The Passive Bid Is at Risk
Global index provider MSCI has launched a consultation that could strip MicroStrategy (MSTR) and similar “Digital Asset Treasury” (DAT) firms from its benchmarks. The proposal aims to exclude any company whose digital asset holdings exceed 50% of its total assets. For Michael Saylor’s firm, where Bitcoin represents roughly 90% of the balance sheet, the threat is existential to its equity premium.
MSTR shares, currently trading at $164.82, face a critical liquidity test. If enacted, the rule forces passive funds, which buy indiscriminately based on index weighting, to sell.
The Mechanics of Exclusion
MSCI argues that companies hoarding crypto resemble investment vehicles rather than operating businesses. To maintain “index purity,” the provider wants to segregate these entities. The 50% threshold is a hard line.
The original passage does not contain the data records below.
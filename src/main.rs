use anyhow::Result;
use clap::Parser;
use gtrack_icongen::mipmap::{default_res_dir, generate};
use gtrack_icongen::text::font_system;
use std::path::PathBuf;

#[derive(Parser)]
#[clap(author, version, about, long_about = None)]
struct Args {
    /// Res directory of the android app. Defaults to `android/app/src/main/res`
    /// next to the executable.
    #[clap(long)]
    res_dir: Option<PathBuf>,
}

fn main() -> Result<()> {
    use tracing_subscriber::{fmt::format::FmtSpan, EnvFilter};
    tracing_log::LogTracer::init().ok();
    let env = std::env::var("ICONGEN_LOG").unwrap_or_else(|_| "error".into());
    let subscriber = tracing_subscriber::FmtSubscriber::builder()
        .with_span_events(FmtSpan::ACTIVE | FmtSpan::CLOSE)
        .with_env_filter(EnvFilter::new(env))
        .with_writer(std::io::stderr)
        .finish();
    tracing::subscriber::set_global_default(subscriber).ok();
    log_panics::init();
    let args = Args::parse();
    let res_dir = match args.res_dir {
        Some(dir) => dir,
        None => default_res_dir()?,
    };
    tracing::debug!("writing icons to {}", res_dir.display());
    generate(font_system(), &res_dir)?;
    println!();
    println!("✅ All icons generated successfully!");
    println!("Rebuild your app to see the new icons:");
    println!("  cd android && ./gradlew clean && cd .. && npm run android");
    Ok(())
}
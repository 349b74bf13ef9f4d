use anyhow::Result;
use cosmic_text::fontdb::{Query, Stretch, Style, Weight};
use cosmic_text::{Attrs, Buffer, Color, Family, FontSystem, Metrics, Shaping, SwashCache};

/// Families tried in order; the last one is satisfied by the bundled font.
const FONT_CASCADE: [&str; 3] = ["Helvetica", "Arial", "DejaVu Sans"];

/// Ships inside the binary so label rendering works on hosts without any
/// installed fonts.
const FALLBACK_FONT: &[u8] = include_bytes!("../assets/DejaVuSans.ttf");

/// System font database plus the bundled fallback.
pub fn font_system() -> FontSystem {
    let mut font_system = FontSystem::new();
    font_system.db_mut().load_font_data(FALLBACK_FONT.to_vec());
    font_system
}

pub struct Typeface {
    font_system: FontSystem,
    cache: SwashCache,
    family: String,
}

impl Typeface {
    /// Resolves the label family through the cascade.
    pub fn load() -> Result<Self> {
        Self::new(font_system())
    }

    pub fn new(font_system: FontSystem) -> Result<Self> {
        let families: Vec<_> = FONT_CASCADE.iter().map(|name| Family::Name(name)).collect();
        let query = Query {
            families: &families,
            weight: Weight::NORMAL,
            stretch: Stretch::Normal,
            style: Style::Normal,
        };
        let db = font_system.db();
        let family = db
            .query(&query)
            .and_then(|id| db.face(id))
            .and_then(|face| face.families.first().map(|(name, _)| name.clone()))
            .ok_or_else(|| {
                anyhow::anyhow!(
                    "no usable font available; rebuild with an intact assets/DejaVuSans.ttf"
                )
            })?;
        tracing::debug!("label font resolved to {}", family);
        Ok(Self {
            font_system,
            cache: SwashCache::new(),
            family,
        })
    }

    pub fn family(&self) -> &str {
        &self.family
    }

    /// Shapes and rasterizes a single line of `text` at `px` pixels.
    pub fn raster(&mut self, text: &str, px: f32, rgba: [u8; 4]) -> TextRaster {
        let mut spans = Vec::new();
        if px < 1.0 {
            return TextRaster { spans };
        }
        let mut buffer = Buffer::new(&mut self.font_system, Metrics::new(px, px));
        buffer.set_size(&mut self.font_system, None, None);
        buffer.set_text(
            &mut self.font_system,
            text,
            Attrs::new().family(Family::Name(&self.family)),
            Shaping::Advanced,
        );
        buffer.shape_until_scroll(&mut self.font_system, false);
        buffer.draw(
            &mut self.font_system,
            &mut self.cache,
            Color::rgba(rgba[0], rgba[1], rgba[2], rgba[3]),
            |x, y, w, h, color| {
                if color.a() == 0 || w == 0 || h == 0 {
                    return;
                }
                spans.push(Span {
                    x,
                    y,
                    w,
                    h,
                    rgba: [color.r(), color.g(), color.b(), color.a()],
                });
            },
        );
        TextRaster { spans }
    }
}

#[derive(Clone, Copy, Debug)]
pub struct Span {
    pub x: i32,
    pub y: i32,
    pub w: u32,
    pub h: u32,
    pub rgba: [u8; 4],
}

pub struct TextRaster {
    spans: Vec<Span>,
}

impl TextRaster {
    pub fn spans(&self) -> &[Span] {
        &self.spans
    }

    /// Inclusive ink bounding box as (left, top, right, bottom), or `None`
    /// when nothing was inked.
    pub fn bounds(&self) -> Option<(i32, i32, i32, i32)> {
        let mut bounds: Option<(i32, i32, i32, i32)> = None;
        for span in &self.spans {
            let right = span.x + span.w as i32 - 1;
            let bottom = span.y + span.h as i32 - 1;
            bounds = Some(match bounds {
                Some((l, t, r, b)) => (l.min(span.x), t.min(span.y), r.max(right), b.max(bottom)),
                None => (span.x, span.y, right, bottom),
            });
        }
        bounds
    }
}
Under the proposal, DATs would be ineligible for the MSCI Global Investable Market Indexes (GIMI), effectively treating them like ETFs wrapped in corporate structures.
The numbers are severe. Analysts at JPMorgan estimate the exclusion would trigger $2.8 billion in immediate forced selling from MSCI-tracked funds alone. The contagion risk is higher. If other providers like S&P Dow Jones or FTSE Russell follow suit to align standards, the total forced liquidation could swell to $8.8 billion.
“Arbitrary and Discriminatory”
MicroStrategy fired back in a 12-page letter, labeling the proposal “discriminatory, arbitrary, and unworkable.” The firm’s counter-argument hinges on sector neutrality: oil majors and REITs maintain concentrated asset exposure without being reclassified as funds. Saylor’s team contends that penalizing digital asset innovation contradicts the neutrality index providers claim to uphold.
The proposal improperly injects policy considerations into indexing… and would stifle innovation.
The Institutional Timeline
The clock is ticking. The consultation period closes on December 31, 2025. A final decision is scheduled for January 15, 2026, with potential implementation during the February index review. For MSTR shareholders, the “infinite money glitch” of leveraging equity to buy Bitcoin relies heavily on passive inclusion. If the index bid vanishes, the premium collapses.